女性の嫉妬~最後のお茶~
Mちゃんという、個室に入院していた、私より、年下の女の子がいた。
毎日、親友がやって来る。
外泊は何故か、親戚の女性とだ。
自分では、事務の仕事をしていたと言ったが、中卒でホステスをやっていた。
ホステスがもう一人いた。Yちゃんといって、背が高く、自分はホステスやっていると公言していた。
私はある事で、Mちゃんに嫉妬してしまった。
そして、彼女が鬘(かつら、今で言うとウィッグだ)な事に気付いてしまい、母との電話に
「あの、ハゲかつらがよー!」
と、聞こえる様に言ってしまった。
男性でも、髪の毛が無くなるのは大変な事だろう。女性、特に若い女性なら、尚更の事だ。
サブDr.に
「のぞ美さんは言ってはいけない事を言いましたね?」
に、改めて、申し訳ない気持ちになり、近所のスーパーで、似合いそうなお花に手紙を書いた。
「鏡を見ると、そこには馬鹿な私が映っておりました。ご免なさい」
と。彼女の部屋をノックして、親友と談笑していた所に
「これを受け取って」
と、渡して自分の病室へ戻った。
Mちゃんは外泊すると、必ず、お酒でOD(オーバードーズと言って多量に薬を飲む事)をして、意識が無くなり戻って来る。
外泊したMちゃんが、病棟に走って戻って来て
「のぞ美さん!これっ」
と、私にデパートの紙袋を渡して去って行った。
私は何だろう?と中を開けると、夏用のパジャマに、綺麗な文字で
「のぞ美さんには嫌な事など言われておりません。ご自分の事を馬鹿だなんて、仰らないで下さい。いつも、ご飯の時、ドアを開けて下さり感謝しております」
と、書かれあり、自分では、無意識にしてた事が、感謝されていたなんて思いもしなかった。
そして、花一輪に対してパジャマのお礼・・・
参りました。
それから、Mちゃんの部屋に入れてもらい、私と同じ位、本が置かれてあり
「まだ、これ読んだ事無い!」
と、思わず飛び付いた私に
「お貸ししますよ」
と、借りた。
私はアルフィーのビデオを座敷の間で、観せてあげたりしたら、喜んでくれた。
彼女とは趣味が合った。アルフィーなら、俊彦が良く、ダウンタウンなら、松ちゃんが良いとか、本好きなのとか、発見があり、楽しかった。

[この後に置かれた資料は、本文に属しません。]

use mockgen_model::{GenerationRequest, InterfaceDescriptor, MethodDescriptor, TypeRef};
use mockgen_synth::{comment_each_line, inject_header, strip_header, synthesize};
use pretty_assertions::assert_eq;
use std::collections::BTreeSet;

fn interface(package: &str, name: &str, methods: Vec<MethodDescriptor>) -> InterfaceDescriptor {
    InterfaceDescriptor {
        package_path: package.to_string(),
        name: name.to_string(),
        methods,
        embedded: BTreeSet::new(),
    }
}

fn simple_one() -> InterfaceDescriptor {
    interface(
        "",
        "simpleOne",
        vec![MethodDescriptor::new(
            "Hello",
            vec![],
            vec![TypeRef::builtin("string")],
            false,
        )],
    )
}

const SIMPLE_ONE: &str = r#"// Code generated by MockGen. DO NOT EDIT.
// Source: hello.go

// Package mock_hello is a generated GoMock package.
package mock_hello

import (
	gomock "github.com/golang/mock/gomock"
	reflect "reflect"
)

// MocksimpleOne is a mock of simpleOne interface.
type MocksimpleOne struct {
	ctrl     *gomock.Controller
	recorder *MocksimpleOneMockRecorder
}

// MocksimpleOneMockRecorder is the mock recorder for MocksimpleOne.
type MocksimpleOneMockRecorder struct {
	mock *MocksimpleOne
}

// NewMocksimpleOne creates a new mock instance.
func NewMocksimpleOne(ctrl *gomock.Controller) *MocksimpleOne {
	mock := &MocksimpleOne{ctrl: ctrl}
	mock.recorder = &MocksimpleOneMockRecorder{mock}
	return mock
}

// EXPECT returns an object that allows the caller to indicate expected use.
func (m *MocksimpleOne) EXPECT() *MocksimpleOneMockRecorder {
	return m.recorder
}

// Hello mocks base method.
func (m *MocksimpleOne) Hello() string {
	m.ctrl.T.Helper()
	ret := m.ctrl.Call(m, "Hello")
	ret0, _ := ret[0].(string)
	return ret0
}

// Hello indicates an expected call of Hello.
func (mr *MocksimpleOneMockRecorder) Hello() *gomock.Call {
	mr.mock.ctrl.T.Helper()
	return mr.mock.ctrl.RecordCallWithMethodType(mr.mock, "Hello", reflect.TypeOf((*MocksimpleOne)(nil).Hello))
}
"#;

fn hello_request(interfaces: &[&str]) -> GenerationRequest {
    GenerationRequest::source(
        "hello.go",
        interfaces.iter().map(|s| s.to_string()).collect(),
        "mock_hello",
        "mock_hello/mock.go",
    )
}

#[test]
fn simple_one_matches_golden_output() {
    let unit = synthesize(&hello_request(&["simpleOne"]), &[simple_one()]).unwrap();
    assert_eq!(unit.render(), SIMPLE_ONE);
    assert_eq!(unit.body(), SIMPLE_ONE);
}

#[test]
fn reflect_service_method_keeps_signature() {
    let service = interface(
        "example.com/svc",
        "FooerService",
        vec![MethodDescriptor::new(
            "DoIt",
            vec![
                TypeRef::imported("context", "Context"),
                TypeRef::local("Request").pointer(),
            ],
            vec![TypeRef::local("Response").pointer(), TypeRef::builtin("error")],
            false,
        )],
    );
    let request = GenerationRequest::reflect(
        "example.com/svc",
        None,
        vec!["FooerService".into()],
        "mock_svc",
        "mock_svc/mock.go",
    );
    let out = synthesize(&request, &[service]).unwrap().render();

    assert!(out.contains("// Source: example.com/svc (interfaces: FooerService)\n"));
    assert!(out.contains(
        "import (\n\tcontext \"context\"\n\tsvc \"example.com/svc\"\n\tgomock \"github.com/golang/mock/gomock\"\n\treflect \"reflect\"\n)\n"
    ));
    assert!(out.contains(
        "func (m *MockFooerService) DoIt(arg0 context.Context, arg1 *svc.Request) (*svc.Response, error) {\n"
    ));
    assert!(out.contains("\tret0, _ := ret[0].(*svc.Response)\n\tret1, _ := ret[1].(error)\n"));
    assert!(out.contains(
        "func (mr *MockFooerServiceMockRecorder) DoIt(arg0, arg1 interface{}) *gomock.Call {\n"
    ));
}

#[test]
fn self_package_types_are_not_imported() {
    let service = interface(
        "example.com/svc",
        "Store",
        vec![MethodDescriptor::new(
            "Put",
            vec![TypeRef::local("Item")],
            vec![],
            false,
        )],
    );
    let mut request = hello_request(&["Store"]);
    request.self_package = Some("example.com/svc".into());
    let out = synthesize(&request, &[service]).unwrap().render();
    assert!(!out.contains("\"example.com/svc\""));
    assert!(out.contains("Put(arg0 Item) {\n"));
    assert!(out.contains("\tm.ctrl.Call(m, \"Put\", arg0)\n}\n"));
}

#[test]
fn mocks_follow_request_order_and_names() {
    let a = interface("", "A", vec![MethodDescriptor::new("Run", vec![], vec![], false)]);
    let b = interface("", "B", vec![]);
    let c = interface("", "C", vec![]);
    let mut request = hello_request(&["C", "A", "B"]);
    request.mock_names.insert("A".into(), "FakeA".into());

    let unit = synthesize(&request, &[c, a, b]).unwrap();
    let names: Vec<_> = unit.mocks.iter().map(|m| m.mock_name.as_str()).collect();
    assert_eq!(names, vec!["MockC", "FakeA", "MockB"]);

    let out = unit.render();
    let pos = |needle: &str| out.find(needle).unwrap();
    assert!(pos("type MockC struct") < pos("type FakeA struct"));
    assert!(pos("type FakeA struct") < pos("type MockB struct"));
}

#[test]
fn generation_is_deterministic() {
    let first = synthesize(&hello_request(&["simpleOne"]), &[simple_one()]).unwrap();
    let second = synthesize(&hello_request(&["simpleOne"]), &[simple_one()]).unwrap();
    assert_eq!(first.render(), second.render());
}

#[test]
fn two_line_copyright_is_prepended_verbatim() {
    let template = "Copyright 2020 Example Authors\nSPDX-License-Identifier: Apache-2.0\n";
    let unit = synthesize(&hello_request(&["simpleOne"]), &[simple_one()]).unwrap();
    let body = unit.body();
    let out = inject_header(unit, Some(template)).render();

    let lines: Vec<_> = out.lines().take(3).collect();
    assert_eq!(
        lines,
        vec![
            "// Copyright 2020 Example Authors",
            "// SPDX-License-Identifier: Apache-2.0",
            "// Code generated by MockGen. DO NOT EDIT.",
        ]
    );
    assert_eq!(out, format!("{}{body}", comment_each_line(template)));
    assert_eq!(strip_header(&out, template).unwrap(), body);
}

ある時、1ヶ月だけ入院しに来た女性に私が、稲森いずみちゃんに似てると、Yちゃんの前で言われた。
次の日、誰も訊いて無いのに、Yちゃんが
「私、南野陽子に似てるって言われるよ!」
と、言ったので私は(ナンノより、美人なのに、変なの?)と、思いながら、昨日の件に気付いた。
Mちゃんが、ヒール15cmもあるサンダルを履いていた時があり、Yちゃんに対抗しているのだなと、私は分かった。
私は背が高くなくても、顔立ちと、品の良さではYちゃんより、優れているのに・・・と、Mちゃんが、痛々しかった。
私はMちゃんにMちゃんはYちゃんにYちゃんは私に嫉妬していたのだ。
私は女性の嫉妬には滅法弱く、すぐに負けましたと、負けて勝つ方を選んでしまう。
嫉妬は良い嫉妬と悪い嫉妬がある。
良い嫉妬は互いを高め合う事。
悪い嫉妬は足の引っ張り合いをする事。
私は後者の嫉妬はされまくって来て、嫌な思いをしたので、そうなりそうな時は素直にその気持ちを相手に伝える。
「あなたの良さに嫉妬してしまった」
と。そして
「ご免なさい」
と。言ってしまう。
そうすれば、言われた相手も、悪い気はしないだろう。
私は20代の頃に年上の女性に苛められたので、若い女性は苛めない。年上なら、尚更の事だ。
Mちゃんと二人、眠れなく、ソファーで、煙草を吸いながら
「のぞ美さん。私、鬘なんですよ。だから、好きな人が出来ても、言えなくって」
に、私は
「それでも、愛してくれる人が本物だよ」
どこまで、馬鹿なんだ?のぞ美!と、もう一人の私が、言った。